**What this task involves**
Find and copy each line of the listing below that has the word "path" in it.

**Raw data**
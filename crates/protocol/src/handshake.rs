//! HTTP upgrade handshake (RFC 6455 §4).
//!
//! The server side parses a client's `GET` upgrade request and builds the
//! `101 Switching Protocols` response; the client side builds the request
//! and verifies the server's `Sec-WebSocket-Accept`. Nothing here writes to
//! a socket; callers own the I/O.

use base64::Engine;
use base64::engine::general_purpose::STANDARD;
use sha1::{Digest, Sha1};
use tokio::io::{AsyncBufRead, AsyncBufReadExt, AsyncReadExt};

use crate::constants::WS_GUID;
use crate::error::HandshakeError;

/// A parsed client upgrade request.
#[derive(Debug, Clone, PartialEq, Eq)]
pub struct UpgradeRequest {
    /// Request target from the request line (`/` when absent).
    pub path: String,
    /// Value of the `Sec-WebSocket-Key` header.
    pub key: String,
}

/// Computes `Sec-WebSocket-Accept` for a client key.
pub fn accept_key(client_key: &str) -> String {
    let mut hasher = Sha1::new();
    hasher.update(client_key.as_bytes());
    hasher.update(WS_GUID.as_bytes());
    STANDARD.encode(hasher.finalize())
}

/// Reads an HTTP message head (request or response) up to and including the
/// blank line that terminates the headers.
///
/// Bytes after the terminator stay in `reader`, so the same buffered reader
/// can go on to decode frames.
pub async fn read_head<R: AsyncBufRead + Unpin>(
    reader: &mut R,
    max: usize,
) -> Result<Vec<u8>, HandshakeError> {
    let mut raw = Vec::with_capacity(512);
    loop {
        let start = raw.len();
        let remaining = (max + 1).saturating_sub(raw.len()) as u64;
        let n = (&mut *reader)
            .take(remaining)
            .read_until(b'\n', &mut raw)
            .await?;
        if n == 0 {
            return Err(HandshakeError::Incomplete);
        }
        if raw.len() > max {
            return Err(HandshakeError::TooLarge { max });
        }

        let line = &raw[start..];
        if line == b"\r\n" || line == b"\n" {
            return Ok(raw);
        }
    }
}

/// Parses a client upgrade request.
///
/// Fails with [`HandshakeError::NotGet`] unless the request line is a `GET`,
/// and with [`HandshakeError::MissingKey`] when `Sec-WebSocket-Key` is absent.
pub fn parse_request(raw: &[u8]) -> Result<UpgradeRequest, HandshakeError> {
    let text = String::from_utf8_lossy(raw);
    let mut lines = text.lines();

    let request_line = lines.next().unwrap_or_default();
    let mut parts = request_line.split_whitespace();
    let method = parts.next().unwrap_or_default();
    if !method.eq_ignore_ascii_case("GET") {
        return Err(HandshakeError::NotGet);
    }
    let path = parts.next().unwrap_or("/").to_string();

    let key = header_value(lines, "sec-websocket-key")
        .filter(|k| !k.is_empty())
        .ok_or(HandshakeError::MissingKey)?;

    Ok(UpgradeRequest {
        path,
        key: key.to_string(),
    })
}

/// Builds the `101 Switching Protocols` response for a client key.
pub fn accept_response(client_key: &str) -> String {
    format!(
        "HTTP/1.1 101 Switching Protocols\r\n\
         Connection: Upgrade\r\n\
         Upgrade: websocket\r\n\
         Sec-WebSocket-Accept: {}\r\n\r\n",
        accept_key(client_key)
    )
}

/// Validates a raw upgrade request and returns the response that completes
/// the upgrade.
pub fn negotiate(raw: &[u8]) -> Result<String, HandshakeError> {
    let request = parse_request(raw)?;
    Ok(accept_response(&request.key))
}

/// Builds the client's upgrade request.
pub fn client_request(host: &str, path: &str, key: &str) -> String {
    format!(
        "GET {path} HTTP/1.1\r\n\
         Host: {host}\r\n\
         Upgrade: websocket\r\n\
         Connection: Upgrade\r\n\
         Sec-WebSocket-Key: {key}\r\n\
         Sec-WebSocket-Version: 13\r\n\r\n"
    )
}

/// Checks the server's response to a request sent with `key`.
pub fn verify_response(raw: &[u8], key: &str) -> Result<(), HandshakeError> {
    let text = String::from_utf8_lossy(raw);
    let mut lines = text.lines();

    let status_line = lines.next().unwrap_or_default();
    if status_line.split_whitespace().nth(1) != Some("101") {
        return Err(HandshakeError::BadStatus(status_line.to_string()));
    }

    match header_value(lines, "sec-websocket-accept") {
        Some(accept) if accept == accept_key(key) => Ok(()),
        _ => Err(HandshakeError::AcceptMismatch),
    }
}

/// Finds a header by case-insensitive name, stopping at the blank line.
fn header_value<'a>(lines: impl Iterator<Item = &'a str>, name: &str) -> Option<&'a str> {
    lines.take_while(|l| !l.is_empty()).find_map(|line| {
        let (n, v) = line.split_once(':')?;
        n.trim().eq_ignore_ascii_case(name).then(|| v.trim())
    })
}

**Output for this task**
    pub path: String,
    let path = parts.next().unwrap_or("/").to_string();
        path,
pub fn client_request(host: &str, path: &str, key: &str) -> String {
        "GET {path} HTTP/1.1\r\n\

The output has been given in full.